Aesthetic Movement: Art, Beauty, and Oscar Wilde

The Aesthetic Movement

The Aesthetic Movement was a 19th-century European movement that emphasized aesthetic values over moral or social themes in literature, fine art, the decorative arts, and interior design. It represents the same tendencies that symbolism or decadence stood for in France and may be considered the British branch of the same movement. It belongs to the anti-Victorian reaction, had post-Romantic roots, and, as such, anticipates modernism. It took place in the late Victorian period from around 1868 to 1901 and is generally considered to have ended with the trial of Oscar Wilde (1895).

Artists and writers of the Aesthetic movement tended to hold that the Arts should provide refined sensuous pleasure, rather than convey moral or sentimental messages. Consequently, they did not accept the utilitarian conception of art as something moral or useful. Instead, they believed that Art did not have any didactic purpose; it need only be beautiful. The Aesthetes developed the cult of beauty, which they considered the basic factor in art. They asserted that life should copy Art. They considered nature crude and lacking in design when compared to art. The main characteristics of the movement were: suggestion rather than statement, sensuality, massive use of symbols, and synaesthetic effects—that is, correspondence between words, colors, and music. A rallying cry of Aestheticism became the phrase “l’art pour l’art” – Art for Art’s sake.

Key Figures of the Aesthetic Movement

  • English Writers of the 1890s: Oscar Wilde, Arthur Symons, Lionel Johnson, J. M. Whistler
  • Aubrey Beardsley
  • 20th-Century Writers: W. B. Yeats, T. E. Hulme, T. S. Eliot

Oscar Wilde and Aestheticism

Oscar Wilde made a great contribution to world literature by inheriting and developing aesthetic views in his literary creation.

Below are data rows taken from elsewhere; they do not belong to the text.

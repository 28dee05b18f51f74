//! Catalog Materializer Library
//!
//! Turns selections from a shared template catalog into project-scoped work
//! items. This module exports the core components for testing and integration.

pub mod cli;
pub mod config;
pub mod db;
pub mod error;
pub mod format;
pub mod materialize;
pub mod types;
//! Materialize subcommand
//!
//! Reads a request payload in any supported shape and materializes it
//! into the project it names.

use clap::Args;
use serde_json::Value;
use std::path::PathBuf;

/// Arguments for the materialize subcommand
#[derive(Args, Debug)]
pub struct MaterializeArgs {
    /// Path to the request payload (JSON), or `-` for stdin
    #[arg(value_name = "FILE")]
    pub file: PathBuf,

    /// Run the whole pipeline, then roll it back
    ///
    /// Reports what would be created, including name collisions and
    /// skipped subtasks, without writing anything.
    #[arg(long)]
    pub dry_run: bool,

    /// Only create what the request lists
    ///
    /// Disables backfill of unlisted catalog subtasks for this call,
    /// unless the payload sets `explicitSelectionOnly` itself.
    #[arg(long)]
    pub explicit_only: bool,
}

impl MaterializeArgs {
    pub fn reads_stdin(&self) -> bool {
        self.file.as_os_str() == "-"
    }

    /// Describe the run mode for logging
    pub fn mode(&self) -> &'static str {
        match (self.dry_run, self.explicit_only) {
            (true, true) => "dry-run, explicit-only",
            (true, false) => "dry-run",
            (false, true) => "explicit-only",
            (false, false) => "commit",
        }
    }

    /// Apply `--explicit-only` to a payload that does not decide for itself.
    pub fn apply_to(&self, payload: &mut Value) {
        if !self.explicit_only {
            return;
        }
        if let Some(obj) = payload.as_object_mut() {
            obj.entry("explicitSelectionOnly")
                .or_insert(Value::Bool(true));
        }
    }
}

#[cfg(test)]
mod tests {
    use super::*;
    use serde_json::json;

    fn args(dry_run: bool, explicit_only: bool) -> MaterializeArgs {
        MaterializeArgs {
            file: PathBuf::from("request.json"),
            dry_run,
            explicit_only,
        }
    }

    #[test]
    fn test_mode() {
        assert_eq!(args(false, false).mode(), "commit");
        assert_eq!(args(true, false).mode(), "dry-run");
        assert_eq!(args(false, true).mode(), "explicit-only");
        assert_eq!(args(true, true).mode(), "dry-run, explicit-only");
    }

    #[test]
    fn test_reads_stdin() {
        let mut a = args(false, false);
        assert!(!a.reads_stdin());
        a.file = PathBuf::from("-");
        assert!(a.reads_stdin());
    }

    #[test]
    fn test_explicit_only_does_not_override_payload() {
        let mut payload = json!({"projectId": "P1", "explicitSelectionOnly": false});
        args(false, true).apply_to(&mut payload);
        assert_eq!(payload["explicitSelectionOnly"], false);

        let mut payload = json!({"projectId": "P1"});
        args(false, true).apply_to(&mut payload);
        assert_eq!(payload["explicitSelectionOnly"], true);

        let mut payload = json!({"projectId": "P1"});
        args(false, false).apply_to(&mut payload);
        assert!(payload.get("explicitSelectionOnly").is_none());
    }
}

His aesthetic views involve not only literary theory but also literary creation. For example, in practice, Oscar Wilde never ceased to work for the beauty of his literary art. He advocates the massive use of symbols and the correspondence between words, colors, and music. In theory, Oscar Wilde reconsiders the relation between art and life. Inheriting Gautier’s view of “art for art’s sake”, he advocates that life is the imitation of art, which can be seen in the preface of his book, The Picture of Dorian Gray, as “All art is quite useless”.

Aestheticism in The Picture of Dorian Gray

The Picture of Dorian Gray, Oscar Wilde’s only novel, indicates a clear stand of the aesthetes by depicting a story of the idea of art, sensual pleasure, sin and soul, degrading morals, society, and civilization.

Oscar Wilde’s aestheticism can be seen in the preface, themes, plots, conflicts, the symbolic meaning of the characters, the symbolic meaning of the picture, and the languages of The Picture of Dorian Gray. The artist is the creator of beautiful things. To reveal art and conceal the artist is art’s aim. Thought and language are to the artist instruments for an art. Vice and virtue are to the artist materials for an art. There is no such thing as a moral or an immoral book. Books are well-written or badly written.

Dorian Gray, as a typical character of aesthetic works, is attractive but dangerous. He is half devil and half angel. In fact, he is a symbol of the combination of art and life.

At the beginning of the story, he is an innocent and beautiful young man, knowing nothing about evil life. He loves beauty and pursues beauty. He wants to stay young and loves a girl who is the symbol of art. During this stage, he symbolizes art, whose nature is beauty.

Aestheticism in W.B Yeats’s works

In Yeats’s works: The most important thing in life is beauty; art is based on beauty. Avoid the physical model.